Transcribe exactly the lines that fall between the one holding "else if let" and the one holding "are 10-100x slower.", inclusive, from the entries below.

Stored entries
*****

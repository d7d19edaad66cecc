// SPDX-License-Identifier: Apache-2.0
//
// OCR adapter for the machine-readable zone.
//
// The decoder only needs candidate text lines, so recognition sits behind the
// [`TextRecognizer`] trait. The default production implementation wraps the
// `ocrs` crate (pure-Rust OCR backed by neural network models executed via
// `rten`) and is gated behind the `ocr` feature:
//
// ```toml
// veriport-document = { path = "crates/veriport-document", features = ["ocr"] }
// ```
//
// The engine requires two ONNX-derived model files, `text-detection.rten` and
// `text-recognition.rten`, cached under `$XDG_CACHE_HOME/ocrs` (typically
// `~/.cache/ocrs`). Running `ocrs-cli` once downloads them.

use image::DynamicImage;
use tracing::{debug, instrument};
use veriport_core::error::Result;

/// The character set an MRZ line may contain.
pub const MRZ_CHARSET: &str = "ABCDEFGHIJKLMNOPQRSTUVWXYZ0123456789<";

/// Raw recognition output before MRZ-specific filtering.
#[derive(Debug, Clone, PartialEq)]
pub struct RecognizedText {
    /// Recognised lines, top to bottom.
    pub lines: Vec<String>,
    /// Engine confidence in [0, 1]. Engines that expose no per-line
    /// confidence report a fixed estimate.
    pub confidence: f32,
}

/// Extracts text lines from an enhanced MRZ region.
///
/// Implementations are synchronous; the flow driver moves them off the async
/// runtime when needed.
pub trait TextRecognizer: Send + Sync {
    fn recognize(&self, region: &DynamicImage) -> Result<RecognizedText>;
}

/// Keep only lines that plausibly belong to a machine-readable zone.
///
/// Each line is uppercased and stripped of whitespace first. A line survives
/// when its length is in [25, 60] and it either contains the `<` filler or a
/// run of six consecutive digits (the date fields). Misrecognised fillers are
/// normalised: the engine commonly reads `<` as `«`, `(` or `{`.
#[instrument(skip_all, fields(input_lines = lines.len()))]
pub fn filter_mrz_lines(lines: &[String]) -> Vec<String> {
    let mut survivors = Vec::new();
    for raw in lines {
        let line: String = raw
            .chars()
            .filter(|c| !c.is_whitespace())
            .map(|c| match c.to_ascii_uppercase() {
                '«' | '(' | '{' | '[' => '<',
                up => up,
            })
            .collect();

        if line.len() < 25 || line.len() > 60 {
            continue;
        }
        if line.contains('<') || has_digit_run(&line, 6) {
            survivors.push(line);
        }
    }
    debug!(surviving = survivors.len(), "filtered MRZ candidate lines");
    survivors
}

fn has_digit_run(line: &str, run: usize) -> bool {
    let mut count = 0usize;
    for c in line.chars() {
        if c.is_ascii_digit() {
            count += 1;
            if count >= run {
                return true;
            }
        } else {
            count = 0;
        }
    }
    false
}

/// Recognizer that replays a fixed script — for wiring tests and demos
/// without OCR models.
#[derive(Debug, Clone)]
pub struct ScriptedRecognizer {
    lines: Vec<String>,
    confidence: f32,
}

impl ScriptedRecognizer {
    pub fn new(lines: Vec<String>, confidence: f32) -> Self {
        Self { lines, confidence }
    }
}

impl TextRecognizer for ScriptedRecognizer {
    fn recognize(&self, _region: &DynamicImage) -> Result<RecognizedText> {
        Ok(RecognizedText {
            lines: self.lines.clone(),
            confidence: self.confidence,
        })
    }
}

#[cfg(feature = "ocr")]
pub use self::engine::{MrzOcrConfig, OcrsRecognizer};

#[cfg(feature = "ocr")]
mod engine {
    use std::path::{Path, PathBuf};

    use image::DynamicImage;
    use ocrs::{ImageSource, OcrEngine, OcrEngineParams};
    use rten::Model;
    use tracing::{info, instrument};
    use veriport_core::error::{Result, VeriportError};

    use super::{RecognizedText, TextRecognizer};

    const DETECTION_MODEL_FILENAME: &str = "text-detection.rten";
    const RECOGNITION_MODEL_FILENAME: &str = "text-recognition.rten";

    fn default_model_dir() -> PathBuf {
        if let Ok(xdg) = std::env::var("XDG_CACHE_HOME") {
            PathBuf::from(xdg).join("ocrs")
        } else if let Ok(home) = std::env::var("HOME") {
            PathBuf::from(home).join(".cache").join("ocrs")
        } else {
            PathBuf::from("ocrs-models")
        }
    }

    /// Model file locations for the `ocrs` engine.
    #[derive(Debug, Clone)]
    pub struct MrzOcrConfig {
        pub detection_model_path: PathBuf,
        pub recognition_model_path: PathBuf,
    }

    impl Default for MrzOcrConfig {
        fn default() -> Self {
            let dir = default_model_dir();
            Self {
                detection_model_path: dir.join(DETECTION_MODEL_FILENAME),
                recognition_model_path: dir.join(RECOGNITION_MODEL_FILENAME),
            }
        }
    }

    impl MrzOcrConfig {
        /// Point at a directory containing both model files.
        pub fn from_dir(dir: impl AsRef<Path>) -> Self {
            let dir = dir.as_ref();
            Self {
                detection_model_path: dir.join(DETECTION_MODEL_FILENAME),
                recognition_model_path: dir.join(RECOGNITION_MODEL_FILENAME),
            }
        }

        /// Verify both model files exist before paying the load cost.
        pub fn validate(&self) -> Result<()> {
            for path in [&self.detection_model_path, &self.recognition_model_path] {
                if !path.exists() {
                    return Err(VeriportError::RecognitionFailed(format!(
                        "OCR model not found at {}; run `ocrs-cli` once to download models",
                        path.display()
                    )));
                }
            }
            Ok(())
        }
    }

    /// [`TextRecognizer`] backed by the `ocrs` neural OCR engine.
    ///
    /// Model loading is the expensive step; construct once and reuse. The
    /// `ocrs` and `rten` crates must be compiled in release mode, debug
    /// builds are 10-100x slower.
    pub struct OcrsRecognizer {
        engine: OcrEngine,
    }

    impl OcrsRecognizer {
        #[instrument(skip_all, fields(
            detection = %config.detection_model_path.display(),
            recognition = %config.recognition_model_path.display(),
        ))]
        pub fn new(config: MrzOcrConfig) -> Result<Self> {
            config.validate()?;

            info!("loading OCR detection model");
            let detection_model = Model::load_file(&config.detection_model_path)
                .map_err(|err| {
                    VeriportError::RecognitionFailed(format!(
                        "failed to load detection model from {}: {err}",
                        config.detection_model_path.display()
                    ))
                })?;

            info!("loading OCR recognition model");
            let recognition_model = Model::load_file(&config.recognition_model_path)
                .map_err(|err| {
                    VeriportError::RecognitionFailed(format!(
                        "failed to load recognition model from {}: {err}",
                        config.recognition_model_path.display()
                    ))
                })?;

            let engine = OcrEngine::new(OcrEngineParams {
                detection_model: Some(detection_model),
                recognition_model: Some(recognition_model),
                ..Default::default()
            })
            .map_err(|err| {
                VeriportError::RecognitionFailed(format!(
                    "failed to initialise OCR engine: {err}"
                ))
            })?;

            Ok(Self { engine })
        }

        pub fn with_defaults() -> Result<Self> {
            Self::new(MrzOcrConfig::default())
        }
    }

    impl TextRecognizer for OcrsRecognizer {
        fn recognize(&self, region: &DynamicImage) -> Result<RecognizedText> {
            let rgb = region.to_rgb8();
            let (width, height) = rgb.dimensions();

            let source = ImageSource::from_bytes(rgb.as_raw(), (width, height))
                .map_err(|err| {
                    VeriportError::RecognitionFailed(format!(
                        "failed to create image source ({width}x{height}): {err}"
                    ))
                })?;

            let input = self.engine.prepare_input(source).map_err(|err| {
                VeriportError::RecognitionFailed(format!("OCR preprocessing failed: {err}"))
            })?;

            let text = self.engine.get_text(&input).map_err(|err| {
                VeriportError::RecognitionFailed(format!("OCR recognition failed: {err}"))
            })?;

            let lines: Vec<String> = text
                .lines()
                .map(str::to_owned)
                .filter(|l| !l.trim().is_empty())
                .collect();

            // `get_text` exposes no per-line confidence; report a fixed
            // engine-level estimate.
            Ok(RecognizedText {
                lines,
                confidence: 0.9,
            })
        }
    }
}

#[cfg(test)]
mod tests {
    use super::*;

    #[test]
    fn filter_keeps_mrz_shaped_lines() {
        let lines = vec![
            "PASSPORT".to_string(),
            "P<UTOERIKSSON<<ANNA<MARIA<<<<<<<<<<<<<<<<<<<".to_string(),
            "L898902C<3UTO6908061F9406236ZE184226B<<<<<10".to_string(),
            "Republic of Utopia, Ministry of the Interior and Foreign Affairs".to_string(),
        ];
        let survivors = filter_mrz_lines(&lines);
        assert_eq!(survivors.len(), 2);
        assert!(survivors[0].starts_with("P<UTO"));
    }

    #[test]
    fn filter_normalizes_misread_fillers_and_case() {
        let lines = vec!["p«utoeriksson««anna«maria««««««««««««««««««(".to_string()];
        let survivors = filter_mrz_lines(&lines);
        assert_eq!(
            survivors,
            vec!["P<UTOERIKSSON<<ANNA<MARIA<<<<<<<<<<<<<<<<<<<".to_string()]
        );
    }

    #[test]
    fn filter_keeps_digit_runs_without_fillers() {
        // A line whose fillers were all dropped by the engine still survives
        // on the strength of its date digit runs.
        let lines = vec!["L898902C3UTO6908061F9406236ZE184226B10".to_string()];
        assert_eq!(filter_mrz_lines(&lines).len(), 1);
    }

    #[test]
    fn filter_drops_short_and_long_lines() {
        let lines = vec![
            "<<<".to_string(),
            "<".repeat(80),
        ];
        assert!(filter_mrz_lines(&lines).is_empty());
    }

    #[test]
    fn scripted_recognizer_replays_lines() {
        let rec = ScriptedRecognizer::new(vec!["A<B".to_string()], 0.5);
        let img = DynamicImage::new_rgb8(4, 4);
        let out = rec.recognize(&img).unwrap();
        assert_eq!(out.lines, vec!["A<B".to_string()]);
        assert!((out.confidence - 0.5).abs() < f32::EPSILON);
    }
}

*****

* Exercise response *
        } else if let Ok(home) = std::env::var("HOME") {
            PathBuf::from(home).join(".cache").join("ocrs")
        } else {
            PathBuf::from("ocrs-models")
        }
    }

    /// Model file locations for the `ocrs` engine.
    #[derive(Debug, Clone)]
    pub struct MrzOcrConfig {
        pub detection_model_path: PathBuf,
        pub recognition_model_path: PathBuf,
    }

    impl Default for MrzOcrConfig {
        fn default() -> Self {
            let dir = default_model_dir();
            Self {
                detection_model_path: dir.join(DETECTION_MODEL_FILENAME),
                recognition_model_path: dir.join(RECOGNITION_MODEL_FILENAME),
            }
        }
    }

    impl MrzOcrConfig {
        /// Point at a directory containing both model files.
        pub fn from_dir(dir: impl AsRef<Path>) -> Self {
            let dir = dir.as_ref();
            Self {
                detection_model_path: dir.join(DETECTION_MODEL_FILENAME),
                recognition_model_path: dir.join(RECOGNITION_MODEL_FILENAME),
            }
        }

        /// Verify both model files exist before paying the load cost.
        pub fn validate(&self) -> Result<()> {
            for path in [&self.detection_model_path, &self.recognition_model_path] {
                if !path.exists() {
                    return Err(VeriportError::RecognitionFailed(format!(
                        "OCR model not found at {}; run `ocrs-cli` once to download models",
                        path.display()
                    )));
                }
            }
            Ok(())
        }
    }

    /// [`TextRecognizer`] backed by the `ocrs` neural OCR engine.
    ///
    /// Model loading is the expensive step; construct once and reuse. The
    /// `ocrs` and `rten` crates must be compiled in release mode, debug
    /// builds are 10-100x slower.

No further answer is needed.